Chris Gilbert You often use the phrase “seeing yourself seeing” or “sensing yourself sensing” to describe the way your work functions. It is interesting that this proposition—namely, that the experience of nature is at least partly a human construct—could be taken as a summary of Romantic philosophy’s central idea. Immanuel Kant often referred to his work as effecting a reversal of the Copernican revolution that had put the sun rather than human beings and the earth at the center of the universe. Like the Romantics who followed him, Kant returns humanity to the center with the claim that we are co-creators of the world that we appear to encounter. It seems to me that a similar dynamic, accompanied by an ethics that likewise emphasizes human responsibility, operates in your work. It is indicated with particular clarity in both the title and the function of the work Your spiral view, which puts the viewer in the center of a light-refracting tube.

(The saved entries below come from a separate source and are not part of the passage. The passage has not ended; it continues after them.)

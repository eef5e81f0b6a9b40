//! Shared composite nodes
//!
//! A [`Node`] is a reference-counted container: cloning a node clones the
//! reference, never the contents. Identity (not structure) is what the
//! drafting engine uses to detect sharing.

use crate::error::DraftError;
use crate::value::{same_value, PropKey, Prototype, Value, MAX_ARRAY_LEN};
use indexmap::IndexMap;
use parking_lot::RwLock;
use std::fmt;
use std::sync::atomic::{AtomicBool, Ordering};
use std::sync::Arc;

/// Container kind of a node
#[derive(Debug, Clone, Copy, PartialEq, Eq, Hash)]
pub enum NodeKind {
    /// Ordered string-keyed record
    Object,
    /// Dense indexed sequence
    Array,
    /// Ordered string-keyed container, drafted through a container plugin
    Map,
    /// Insertion-ordered, identity-unique members, drafted through a container plugin
    Set,
}

impl NodeKind {
    /// Lowercase name of the kind
    #[inline]
    #[must_use]
    pub fn name(self) -> &'static str {
        match self {
            Self::Object => "object",
            Self::Array => "array",
            Self::Map => "map",
            Self::Set => "set",
        }
    }

    /// Kinds whose drafts are built by a container plugin
    #[inline]
    #[must_use]
    pub fn is_container(self) -> bool {
        matches!(self, Self::Map | Self::Set)
    }
}

#[derive(Clone)]
enum Body {
    Object(IndexMap<String, Value>),
    Array(Vec<Value>),
    Map(IndexMap<String, Value>),
    Set(Vec<Value>),
}

impl Body {
    fn kind(&self) -> NodeKind {
        match self {
            Self::Object(_) => NodeKind::Object,
            Self::Array(_) => NodeKind::Array,
            Self::Map(_) => NodeKind::Map,
            Self::Set(_) => NodeKind::Set,
        }
    }
}

struct NodeInner {
    kind: NodeKind,
    frozen: AtomicBool,
    prototype: Option<Arc<Prototype>>,
    body: RwLock<Body>,
}

/// Reference-counted composite value
///
/// # Invariants
/// - `kind` never changes
/// - `frozen` only ever goes from false to true
/// - every mutation of a frozen node fails with [`DraftError::FrozenValue`]
#[derive(Clone)]
pub struct Node(Arc<NodeInner>);

impl Node {
    fn from_body(body: Body, prototype: Option<Arc<Prototype>>) -> Self {
        Self(Arc::new(NodeInner {
            kind: body.kind(),
            frozen: AtomicBool::new(false),
            prototype,
            body: RwLock::new(body),
        }))
    }

    /// Empty object
    #[must_use]
    pub fn object() -> Self {
        Self::from_body(Body::Object(IndexMap::new()), None)
    }

    /// Empty array
    #[must_use]
    pub fn array() -> Self {
        Self::from_body(Body::Array(Vec::new()), None)
    }

    /// Empty map
    #[must_use]
    pub fn map() -> Self {
        Self::from_body(Body::Map(IndexMap::new()), None)
    }

    /// Empty set
    #[must_use]
    pub fn set() -> Self {
        Self::from_body(Body::Set(Vec::new()), None)
    }

    /// Object built from entries
    pub fn object_from<K, V>(entries: impl IntoIterator<Item = (K, V)>) -> Self
    where
        K: Into<String>,
        V: Into<Value>,
    {
        let map = entries
            .into_iter()
            .map(|(k, v)| (k.into(), v.into()))
            .collect();
        Self::from_body(Body::Object(map), None)
    }

    /// Array built from values
    pub fn array_from<V: Into<Value>>(values: impl IntoIterator<Item = V>) -> Self {
        let items = values.into_iter().map(Into::into).collect();
        Self::from_body(Body::Array(items), None)
    }

    /// Map built from entries
    pub fn map_from<K, V>(entries: impl IntoIterator<Item = (K, V)>) -> Self
    where
        K: Into<String>,
        V: Into<Value>,
    {
        let map = entries
            .into_iter()
            .map(|(k, v)| (k.into(), v.into()))
            .collect();
        Self::from_body(Body::Map(map), None)
    }

    /// Set built from values; duplicates (by identity) are dropped
    pub fn set_from<V: Into<Value>>(values: impl IntoIterator<Item = V>) -> Self {
        let mut members: Vec<Value> = Vec::new();
        for value in values.into_iter().map(Into::into) {
            if !members.iter().any(|m| same_value(m, &value)) {
                members.push(value);
            }
        }
        Self::from_body(Body::Set(members), None)
    }

    /// Object attached to a prototype
    pub fn instance<K, V>(prototype: Arc<Prototype>, entries: impl IntoIterator<Item = (K, V)>) -> Self
    where
        K: Into<String>,
        V: Into<Value>,
    {
        let map = entries
            .into_iter()
            .map(|(k, v)| (k.into(), v.into()))
            .collect();
        Self::from_body(Body::Object(map), Some(prototype))
    }

    /// Container kind
    #[inline]
    #[must_use]
    pub fn kind(&self) -> NodeKind {
        self.0.kind
    }

    /// Attached prototype
    #[inline]
    #[must_use]
    pub fn prototype(&self) -> Option<&Arc<Prototype>> {
        self.0.prototype.as_ref()
    }

    /// Opaque instances (non-draftable prototype) are never drafted
    #[inline]
    #[must_use]
    pub fn is_draftable(&self) -> bool {
        self.0.prototype.as_ref().map_or(true, |p| p.is_draftable())
    }

    /// Check the frozen flag
    #[inline]
    #[must_use]
    pub fn is_frozen(&self) -> bool {
        self.0.frozen.load(Ordering::Acquire)
    }

    /// Reference identity
    #[inline]
    #[must_use]
    pub fn ptr_eq(a: &Node, b: &Node) -> bool {
        Arc::ptr_eq(&a.0, &b.0)
    }

    pub(crate) fn addr(&self) -> usize {
        Arc::as_ptr(&self.0) as usize
    }

    /// Number of own slots
    #[must_use]
    pub fn len(&self) -> usize {
        match &*self.0.body.read() {
            Body::Object(map) | Body::Map(map) => map.len(),
            Body::Array(items) | Body::Set(items) => items.len(),
        }
    }

    /// Check if the node has no slots
    #[inline]
    #[must_use]
    pub fn is_empty(&self) -> bool {
        self.len() == 0
    }

    /// Read an own slot; arrays also answer `length`
    #[must_use]
    pub fn get(&self, key: impl Into<PropKey>) -> Option<Value> {
        let key = key.into().normalize(self.kind()).ok()?;
        match (&*self.0.body.read(), key) {
            (Body::Object(map) | Body::Map(map), PropKey::Name(name)) => map.get(&name).cloned(),
            (Body::Array(items), PropKey::Name(_)) => Some(length_value(items.len())),
            (Body::Array(items) | Body::Set(items), PropKey::Index(index)) => {
                items.get(index).cloned()
            }
            _ => None,
        }
    }

    /// Check for an own slot
    #[must_use]
    pub fn contains_key(&self, key: impl Into<PropKey>) -> bool {
        let Ok(key) = key.into().normalize(self.kind()) else {
            return false;
        };
        match (&*self.0.body.read(), key) {
            (Body::Object(map) | Body::Map(map), PropKey::Name(name)) => map.contains_key(&name),
            (Body::Array(_), PropKey::Name(_)) => true,
            (Body::Array(items) | Body::Set(items), PropKey::Index(index)) => index < items.len(),
            _ => false,
        }
    }

    /// Check set or array membership by identity
    #[must_use]
    pub fn contains(&self, value: &Value) -> bool {
        match &*self.0.body.read() {
            Body::Object(map) | Body::Map(map) => map.values().any(|v| same_value(v, value)),
            Body::Array(items) | Body::Set(items) => items.iter().any(|v| same_value(v, value)),
        }
    }

    /// Own keys in iteration order (arrays do not list `length`)
    #[must_use]
    pub fn keys(&self) -> Vec<PropKey> {
        match &*self.0.body.read() {
            Body::Object(map) | Body::Map(map) => map.keys().map(PropKey::from).collect(),
            Body::Array(items) | Body::Set(items) => (0..items.len()).map(PropKey::Index).collect(),
        }
    }

    /// Own values in iteration order
    #[must_use]
    pub fn values(&self) -> Vec<Value> {
        match &*self.0.body.read() {
            Body::Object(map) | Body::Map(map) => map.values().cloned().collect(),
            Body::Array(items) | Body::Set(items) => items.clone(),
        }
    }

    /// Snapshot of own entries in iteration order
    #[must_use]
    pub fn entries(&self) -> Vec<(PropKey, Value)> {
        match &*self.0.body.read() {
            Body::Object(map) | Body::Map(map) => map
                .iter()
                .map(|(k, v)| (PropKey::from(k), v.clone()))
                .collect(),
            Body::Array(items) | Body::Set(items) => items
                .iter()
                .enumerate()
                .map(|(i, v)| (PropKey::Index(i), v.clone()))
                .collect(),
        }
    }

    fn ensure_mutable(&self) -> Result<(), DraftError> {
        if self.is_frozen() {
            return Err(DraftError::FrozenValue);
        }
        Ok(())
    }

    /// Write a slot, returning the previous value
    ///
    /// Writing past the end of an array fills the gap with `Null`; writing
    /// `length` truncates or extends.
    ///
    /// # Errors
    /// Fails on frozen nodes, invalid keys and invalid lengths.
    pub fn insert(&self, key: impl Into<PropKey>, value: impl Into<Value>) -> Result<Option<Value>, DraftError> {
        self.ensure_mutable()?;
        let key = key.into().normalize(self.kind())?;
        let value = value.into();
        let mut body = self.0.body.write();
        match (&mut *body, key) {
            (Body::Object(map) | Body::Map(map), PropKey::Name(name)) => Ok(map.insert(name, value)),
            (Body::Array(items), PropKey::Name(_)) => {
                let len = array_length(&value)?;
                let previous = length_value(items.len());
                items
                    .try_reserve(len.saturating_sub(items.len()))
                    .map_err(|_| DraftError::InvalidArrayLength(len.to_string()))?;
                items.resize(len, Value::Null);
                Ok(Some(previous))
            }
            (Body::Array(items) | Body::Set(items), PropKey::Index(index)) => place(items, index, value),
            (body, _) => Err(DraftError::kind_mismatch("key for this kind", body.kind().name())),
        }
    }

    /// Remove a slot, returning the removed value
    ///
    /// Array slots become `Null` holes so later indices keep their
    /// positions; set members are removed outright.
    ///
    /// # Errors
    /// Fails on frozen nodes, invalid keys and on `length`.
    pub fn remove(&self, key: impl Into<PropKey>) -> Result<Option<Value>, DraftError> {
        self.ensure_mutable()?;
        let key = key.into().normalize(self.kind())?;
        let mut body = self.0.body.write();
        match (&mut *body, key) {
            (Body::Object(map) | Body::Map(map), PropKey::Name(name)) => Ok(map.shift_remove(&name)),
            (Body::Array(_), PropKey::Name(_)) => {
                Err(DraftError::UnsupportedOperation("delete array length"))
            }
            (Body::Array(items), PropKey::Index(index)) => Ok(items
                .get_mut(index)
                .map(|slot| std::mem::replace(slot, Value::Null))),
            (Body::Set(items), PropKey::Index(index)) => {
                Ok((index < items.len()).then(|| items.remove(index)))
            }
            (body, _) => Err(DraftError::kind_mismatch("key for this kind", body.kind().name())),
        }
    }

    /// Append to an array
    ///
    /// # Errors
    /// Fails on frozen nodes and non-arrays.
    pub fn push(&self, value: impl Into<Value>) -> Result<(), DraftError> {
        self.ensure_mutable()?;
        match &mut *self.0.body.write() {
            Body::Array(items) => {
                items.push(value.into());
                Ok(())
            }
            body => Err(DraftError::kind_mismatch("array", body.kind().name())),
        }
    }

    /// Add a set member; returns false if an identical member exists
    ///
    /// # Errors
    /// Fails on frozen nodes and non-sets.
    pub fn add(&self, value: impl Into<Value>) -> Result<bool, DraftError> {
        self.ensure_mutable()?;
        let value = value.into();
        match &mut *self.0.body.write() {
            Body::Set(items) => {
                if items.iter().any(|m| same_value(m, &value)) {
                    return Ok(false);
                }
                items.push(value);
                Ok(true)
            }
            body => Err(DraftError::kind_mismatch("set", body.kind().name())),
        }
    }

    /// One-level copy: new, unfrozen node sharing every child by reference
    #[must_use]
    pub fn shallow_clone(&self) -> Node {
        let body = self.0.body.read().clone();
        Self::from_body(body, self.0.prototype.clone())
    }

    /// Freeze this node, and with `deep` everything reachable from it
    ///
    /// Stops at drafts, opaque nodes and nodes that are already frozen,
    /// which also makes it safe on cyclic structures.
    pub fn freeze(&self, deep: bool) {
        if self.is_frozen() || !self.is_draftable() {
            return;
        }
        self.0.frozen.store(true, Ordering::Release);
        if deep {
            for child in self.values() {
                child.freeze(true);
            }
        }
    }
}

fn place(items: &mut Vec<Value>, index: usize, value: Value) -> Result<Option<Value>, DraftError> {
    if let Some(slot) = items.get_mut(index) {
        return Ok(Some(std::mem::replace(slot, value)));
    }
    items
        .try_reserve(index + 1 - items.len())
        .map_err(|_| DraftError::InvalidArrayKey(index.to_string()))?;
    items.resize(index, Value::Null);
    items.push(value);
    Ok(None)
}

#[allow(clippy::cast_precision_loss)]
fn length_value(len: usize) -> Value {
    Value::Number(len as f64)
}

#[allow(clippy::cast_possible_truncation, clippy::cast_sign_loss, clippy::cast_precision_loss)]
pub(crate) fn array_length(value: &Value) -> Result<usize, DraftError> {
    match value {
        Value::Number(n) if *n >= 0.0 && *n <= MAX_ARRAY_LEN as f64 && n.fract() == 0.0 => Ok(*n as usize),
        Value::Number(n) => Err(DraftError::InvalidArrayLength(n.to_string())),
        other => Err(DraftError::InvalidArrayLength(other.kind_name().to_string())),
    }
}

impl PartialEq for Node {
    fn eq(&self, other: &Self) -> bool {
        if Node::ptr_eq(self, other) {
            return true;
        }
        if self.kind() != other.kind() {
            return false;
        }
        let (a, b) = (self.0.body.read(), other.0.body.read());
        match (&*a, &*b) {
            (Body::Object(x), Body::Object(y)) | (Body::Map(x), Body::Map(y)) => x == y,
            (Body::Array(x), Body::Array(y)) | (Body::Set(x), Body::Set(y)) => x == y,
            _ => false,
        }
    }
}

impl fmt::Debug for Node {
    fn fmt(&self, f: &mut fmt::Formatter<'_>) -> fmt::Result {
        if let Some(proto) = self.prototype() {
            write!(f, "{} ", proto.name())?;
        }
        match &*self.0.body.read() {
            Body::Object(map) => f.debug_map().entries(map.iter()).finish(),
            Body::Map(map) => {
                f.write_str("Map ")?;
                f.debug_map().entries(map.iter()).finish()
            }
            Body::Array(items) => f.debug_list().entries(items.iter()).finish(),
            Body::Set(items) => {
                f.write_str("Set ")?;
                f.debug_set().entries(items.iter()).finish()
            }
        }
    }
}
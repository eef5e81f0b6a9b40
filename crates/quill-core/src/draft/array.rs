//! Indexed-sequence view over an array draft

use super::{access, DraftHandle, ObjectDraft};
use crate::error::DraftError;
use crate::value::{PropKey, Value};

/// Array draft facade
///
/// Same contract as [`ObjectDraft`], with positional keys. `length` is
/// exposed through [`ArrayDraft::len`] and [`ArrayDraft::set_len`].
#[derive(Debug, Clone, Copy, PartialEq, Eq, Hash)]
pub struct ArrayDraft(DraftHandle);

impl ArrayDraft {
    pub(crate) fn from_handle(handle: DraftHandle) -> Self {
        Self(handle)
    }

    /// Underlying handle
    #[inline]
    #[must_use]
    pub fn handle(&self) -> DraftHandle {
        self.0
    }

    /// Read an element; out-of-range reads yield `Null`
    ///
    /// # Errors
    /// Fails when the draft is revoked.
    pub fn get(&self, index: usize) -> Result<Value, DraftError> {
        access::read(self.0, PropKey::Index(index))
    }

    /// Read an element that holds an object, as a draft
    ///
    /// # Errors
    /// Fails when revoked or the element is not a draftable object.
    pub fn get_object(&self, index: usize) -> Result<ObjectDraft, DraftError> {
        self.get(index)?.as_object_draft()
    }

    /// Read an element that holds an array, as a draft
    ///
    /// # Errors
    /// Fails when revoked or the element is not a draftable array.
    pub fn get_array(&self, index: usize) -> Result<ArrayDraft, DraftError> {
        self.get(index)?.as_array_draft()
    }

    /// Write an element, padding with `Null` past the end
    ///
    /// # Errors
    /// Fails when the draft is revoked.
    pub fn set(&self, index: usize, value: impl Into<Value>) -> Result<(), DraftError> {
        access::write(self.0, PropKey::Index(index), value.into())
    }

    /// Clear an element, leaving a `Null` hole
    ///
    /// # Errors
    /// Fails when the draft is revoked.
    pub fn delete(&self, index: usize) -> Result<(), DraftError> {
        access::remove(self.0, PropKey::Index(index))
    }

    /// Current length
    ///
    /// # Errors
    /// Fails when the draft is revoked.
    pub fn len(&self) -> Result<usize, DraftError> {
        self.0.len()
    }

    /// Check for zero length
    ///
    /// # Errors
    /// Fails when the draft is revoked.
    pub fn is_empty(&self) -> Result<bool, DraftError> {
        Ok(self.len()? == 0)
    }

    /// Truncate or extend through the `length` key
    ///
    /// # Errors
    /// Fails when the draft is revoked.
    pub fn set_len(&self, len: usize) -> Result<(), DraftError> {
        access::write(self.0, PropKey::length(), Value::from(len))
    }

    /// Append an element, returning the new length
    ///
    /// # Errors
    /// Fails when the draft is revoked.
    pub fn push(&self, value: impl Into<Value>) -> Result<usize, DraftError> {
        let len = self.len()?;
        self.set(len, value)?;
        Ok(len + 1)
    }

    /// Remove and return the last element
    ///
    /// # Errors
    /// Fails when the draft is revoked.
    pub fn pop(&self) -> Result<Option<Value>, DraftError> {
        let len = self.len()?;
        if len == 0 {
            return Ok(None);
        }
        let last = self.get(len - 1)?;
        self.set_len(len - 1)?;
        Ok(Some(last))
    }

    /// Every element, read through the draft
    ///
    /// # Errors
    /// Fails when the draft is revoked.
    pub fn items(&self) -> Result<Vec<Value>, DraftError> {
        (0..self.len()?).map(|index| self.get(index)).collect()
    }
}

Olafur Eliasson If so, I hope this happens in a non-normative way. The problem with putting the model of the person seeing at the center is that it often results in normative ideas of spatiality and personhood. I would like to have the model of the subjective and singular experience at the center, but I would also like it to function non-normatively, which I suppose is a paradox. Kantian epistemology always seems to me inescapably normative. As I use these ideas of seeing-yourself-sensing or sensing-yourself-seeing, they are about trying to introduce relationships between having an experience and simultaneously evaluating and being aware that you are having this experience. It’s not about experience versus interpretation but about the experience inside the interpretive act, about the experience itself being interpretive. You could say that I’m trying to put the body in the mind and the mind in the body. Although I am still proposing a model—a way of seeing and engaging and a way of evaluating our surroundings as a human construction—it can operate with an extremely high degree of singularity. And the important thing is to acknowledge that it is merely a construction, which means that we are not offering a higher state of truth or truthfulness. I can’t say, “Now I’ve got the right model.” It’s not about utopia or anything final. (....)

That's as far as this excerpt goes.